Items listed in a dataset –
___

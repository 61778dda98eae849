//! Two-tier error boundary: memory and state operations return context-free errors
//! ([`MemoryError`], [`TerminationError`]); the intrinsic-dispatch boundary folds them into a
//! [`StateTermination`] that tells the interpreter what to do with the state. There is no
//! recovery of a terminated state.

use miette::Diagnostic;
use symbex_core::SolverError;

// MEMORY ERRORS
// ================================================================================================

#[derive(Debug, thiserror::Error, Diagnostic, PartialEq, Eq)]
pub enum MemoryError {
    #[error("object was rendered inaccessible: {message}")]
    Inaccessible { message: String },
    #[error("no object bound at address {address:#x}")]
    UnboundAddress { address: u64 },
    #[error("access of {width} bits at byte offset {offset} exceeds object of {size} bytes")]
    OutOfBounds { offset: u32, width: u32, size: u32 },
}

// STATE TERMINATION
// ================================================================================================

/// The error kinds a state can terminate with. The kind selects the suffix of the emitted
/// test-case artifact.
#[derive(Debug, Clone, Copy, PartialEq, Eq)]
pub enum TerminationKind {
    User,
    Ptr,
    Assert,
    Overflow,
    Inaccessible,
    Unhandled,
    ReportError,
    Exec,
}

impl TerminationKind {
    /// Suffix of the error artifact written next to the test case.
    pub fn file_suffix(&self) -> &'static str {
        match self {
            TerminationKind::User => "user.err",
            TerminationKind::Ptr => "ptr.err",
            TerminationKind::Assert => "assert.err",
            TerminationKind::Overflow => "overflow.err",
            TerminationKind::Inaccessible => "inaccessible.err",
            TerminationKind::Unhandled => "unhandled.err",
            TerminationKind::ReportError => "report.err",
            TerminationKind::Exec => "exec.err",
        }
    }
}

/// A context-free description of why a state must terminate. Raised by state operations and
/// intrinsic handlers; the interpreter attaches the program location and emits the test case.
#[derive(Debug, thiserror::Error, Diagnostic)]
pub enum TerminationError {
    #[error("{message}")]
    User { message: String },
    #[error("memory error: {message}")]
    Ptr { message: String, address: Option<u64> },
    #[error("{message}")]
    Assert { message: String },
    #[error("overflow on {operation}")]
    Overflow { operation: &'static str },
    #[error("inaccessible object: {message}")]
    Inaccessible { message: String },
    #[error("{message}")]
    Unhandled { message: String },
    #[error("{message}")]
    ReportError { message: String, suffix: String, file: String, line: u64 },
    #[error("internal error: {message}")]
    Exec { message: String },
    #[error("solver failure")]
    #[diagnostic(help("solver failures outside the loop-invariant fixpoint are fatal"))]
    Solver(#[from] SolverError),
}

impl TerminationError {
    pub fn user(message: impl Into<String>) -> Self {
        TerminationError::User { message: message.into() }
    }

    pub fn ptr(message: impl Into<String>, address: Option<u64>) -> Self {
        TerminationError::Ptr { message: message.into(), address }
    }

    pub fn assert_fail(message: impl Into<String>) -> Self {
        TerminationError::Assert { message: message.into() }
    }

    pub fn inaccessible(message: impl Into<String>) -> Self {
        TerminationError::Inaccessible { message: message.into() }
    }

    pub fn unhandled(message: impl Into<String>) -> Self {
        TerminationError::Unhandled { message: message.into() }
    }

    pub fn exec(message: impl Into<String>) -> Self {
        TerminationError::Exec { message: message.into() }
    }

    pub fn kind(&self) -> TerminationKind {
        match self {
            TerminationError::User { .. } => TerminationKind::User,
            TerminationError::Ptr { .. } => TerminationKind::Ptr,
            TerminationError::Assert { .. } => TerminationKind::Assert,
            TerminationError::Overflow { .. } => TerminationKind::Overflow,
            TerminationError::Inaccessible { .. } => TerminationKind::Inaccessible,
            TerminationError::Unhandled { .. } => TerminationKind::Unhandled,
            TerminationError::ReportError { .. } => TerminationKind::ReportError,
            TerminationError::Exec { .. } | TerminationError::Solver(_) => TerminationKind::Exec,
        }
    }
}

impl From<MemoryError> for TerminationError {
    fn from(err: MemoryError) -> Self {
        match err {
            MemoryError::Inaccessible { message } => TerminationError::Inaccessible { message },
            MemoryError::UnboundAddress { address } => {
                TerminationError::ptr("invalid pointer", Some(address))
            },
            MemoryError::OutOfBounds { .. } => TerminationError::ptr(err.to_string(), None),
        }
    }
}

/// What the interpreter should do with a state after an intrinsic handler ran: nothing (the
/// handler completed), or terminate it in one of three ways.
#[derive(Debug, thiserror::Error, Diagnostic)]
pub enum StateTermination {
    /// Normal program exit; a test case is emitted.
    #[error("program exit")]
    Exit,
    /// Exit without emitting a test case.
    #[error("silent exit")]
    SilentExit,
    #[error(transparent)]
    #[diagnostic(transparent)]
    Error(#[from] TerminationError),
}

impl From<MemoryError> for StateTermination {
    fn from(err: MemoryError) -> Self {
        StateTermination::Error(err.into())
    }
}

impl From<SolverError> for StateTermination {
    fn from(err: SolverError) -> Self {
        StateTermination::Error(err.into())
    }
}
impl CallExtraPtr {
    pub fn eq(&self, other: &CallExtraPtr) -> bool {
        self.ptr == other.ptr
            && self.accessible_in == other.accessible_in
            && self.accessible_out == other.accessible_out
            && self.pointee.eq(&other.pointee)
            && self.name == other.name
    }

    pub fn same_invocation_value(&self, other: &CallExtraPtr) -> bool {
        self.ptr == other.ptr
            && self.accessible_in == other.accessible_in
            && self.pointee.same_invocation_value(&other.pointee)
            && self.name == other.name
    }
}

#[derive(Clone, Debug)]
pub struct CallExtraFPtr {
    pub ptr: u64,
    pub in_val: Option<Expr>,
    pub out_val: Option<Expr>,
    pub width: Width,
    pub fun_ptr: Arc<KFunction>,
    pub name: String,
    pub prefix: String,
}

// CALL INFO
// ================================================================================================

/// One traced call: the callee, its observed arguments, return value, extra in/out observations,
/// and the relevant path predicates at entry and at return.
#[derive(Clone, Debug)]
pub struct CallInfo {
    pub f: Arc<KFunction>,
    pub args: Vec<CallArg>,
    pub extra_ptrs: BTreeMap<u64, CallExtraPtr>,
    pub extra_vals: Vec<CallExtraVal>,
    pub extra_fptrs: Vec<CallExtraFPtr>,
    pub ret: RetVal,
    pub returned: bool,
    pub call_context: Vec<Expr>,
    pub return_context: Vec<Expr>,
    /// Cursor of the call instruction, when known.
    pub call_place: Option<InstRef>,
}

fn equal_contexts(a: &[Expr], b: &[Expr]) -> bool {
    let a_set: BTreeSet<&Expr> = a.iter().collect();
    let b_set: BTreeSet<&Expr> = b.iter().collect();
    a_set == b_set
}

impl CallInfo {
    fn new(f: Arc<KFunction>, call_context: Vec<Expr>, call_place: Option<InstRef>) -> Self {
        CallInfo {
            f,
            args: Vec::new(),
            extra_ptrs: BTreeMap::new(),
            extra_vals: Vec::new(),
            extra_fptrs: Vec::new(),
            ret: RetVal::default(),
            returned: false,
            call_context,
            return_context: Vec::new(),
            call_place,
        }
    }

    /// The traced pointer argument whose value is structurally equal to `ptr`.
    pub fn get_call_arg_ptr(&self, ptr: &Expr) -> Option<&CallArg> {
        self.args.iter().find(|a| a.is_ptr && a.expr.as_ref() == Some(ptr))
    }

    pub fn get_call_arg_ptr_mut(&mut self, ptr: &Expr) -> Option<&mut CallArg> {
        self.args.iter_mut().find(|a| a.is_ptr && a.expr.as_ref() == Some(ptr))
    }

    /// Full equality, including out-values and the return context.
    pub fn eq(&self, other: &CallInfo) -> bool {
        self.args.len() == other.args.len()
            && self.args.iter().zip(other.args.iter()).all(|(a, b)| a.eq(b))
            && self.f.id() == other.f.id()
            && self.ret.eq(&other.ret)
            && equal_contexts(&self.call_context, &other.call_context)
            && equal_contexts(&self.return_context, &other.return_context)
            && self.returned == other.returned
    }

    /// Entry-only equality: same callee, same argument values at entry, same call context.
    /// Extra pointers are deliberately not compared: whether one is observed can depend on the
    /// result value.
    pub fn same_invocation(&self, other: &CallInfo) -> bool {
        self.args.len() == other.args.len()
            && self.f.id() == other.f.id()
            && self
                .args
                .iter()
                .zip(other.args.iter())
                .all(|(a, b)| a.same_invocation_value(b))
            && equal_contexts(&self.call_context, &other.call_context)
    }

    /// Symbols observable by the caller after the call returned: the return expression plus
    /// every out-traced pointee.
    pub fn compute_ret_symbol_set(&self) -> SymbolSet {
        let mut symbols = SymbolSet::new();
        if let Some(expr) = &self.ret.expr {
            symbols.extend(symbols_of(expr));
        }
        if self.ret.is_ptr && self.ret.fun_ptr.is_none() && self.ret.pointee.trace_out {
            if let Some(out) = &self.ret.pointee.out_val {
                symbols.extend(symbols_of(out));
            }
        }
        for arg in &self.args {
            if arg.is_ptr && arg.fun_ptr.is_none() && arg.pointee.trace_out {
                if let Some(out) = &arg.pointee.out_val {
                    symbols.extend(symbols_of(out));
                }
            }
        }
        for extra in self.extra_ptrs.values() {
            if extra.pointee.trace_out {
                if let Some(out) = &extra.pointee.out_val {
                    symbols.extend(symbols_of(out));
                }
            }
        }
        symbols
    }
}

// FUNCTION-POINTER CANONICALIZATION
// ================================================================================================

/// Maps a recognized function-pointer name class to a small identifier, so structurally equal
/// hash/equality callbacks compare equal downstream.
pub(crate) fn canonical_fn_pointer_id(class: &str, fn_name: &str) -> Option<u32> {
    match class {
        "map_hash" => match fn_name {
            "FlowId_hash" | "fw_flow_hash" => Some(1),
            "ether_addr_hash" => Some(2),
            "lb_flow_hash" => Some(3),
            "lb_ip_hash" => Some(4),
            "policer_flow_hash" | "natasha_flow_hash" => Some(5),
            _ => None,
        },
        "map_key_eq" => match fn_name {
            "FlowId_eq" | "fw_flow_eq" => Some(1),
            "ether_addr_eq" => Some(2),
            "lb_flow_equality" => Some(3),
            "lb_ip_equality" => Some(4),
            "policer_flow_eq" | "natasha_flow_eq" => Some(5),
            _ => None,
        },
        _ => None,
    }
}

___

Task to carry out – From the entries above, give again exactly the lines running from the line with "if arg.is_ptr &&" to the line with "compare equal downstream."; include both of those lines.

Reply to the task –
            if arg.is_ptr && arg.fun_ptr.is_none() && arg.pointee.trace_out {
                if let Some(out) = &arg.pointee.out_val {
                    symbols.extend(symbols_of(out));
                }
            }
        }
        for extra in self.extra_ptrs.values() {
            if extra.pointee.trace_out {
                if let Some(out) = &extra.pointee.out_val {
                    symbols.extend(symbols_of(out));
                }
            }
        }
        symbols
    }
}

// FUNCTION-POINTER CANONICALIZATION
// ================================================================================================

/// Maps a recognized function-pointer name class to a small identifier, so structurally equal
/// hash/equality callbacks compare equal downstream.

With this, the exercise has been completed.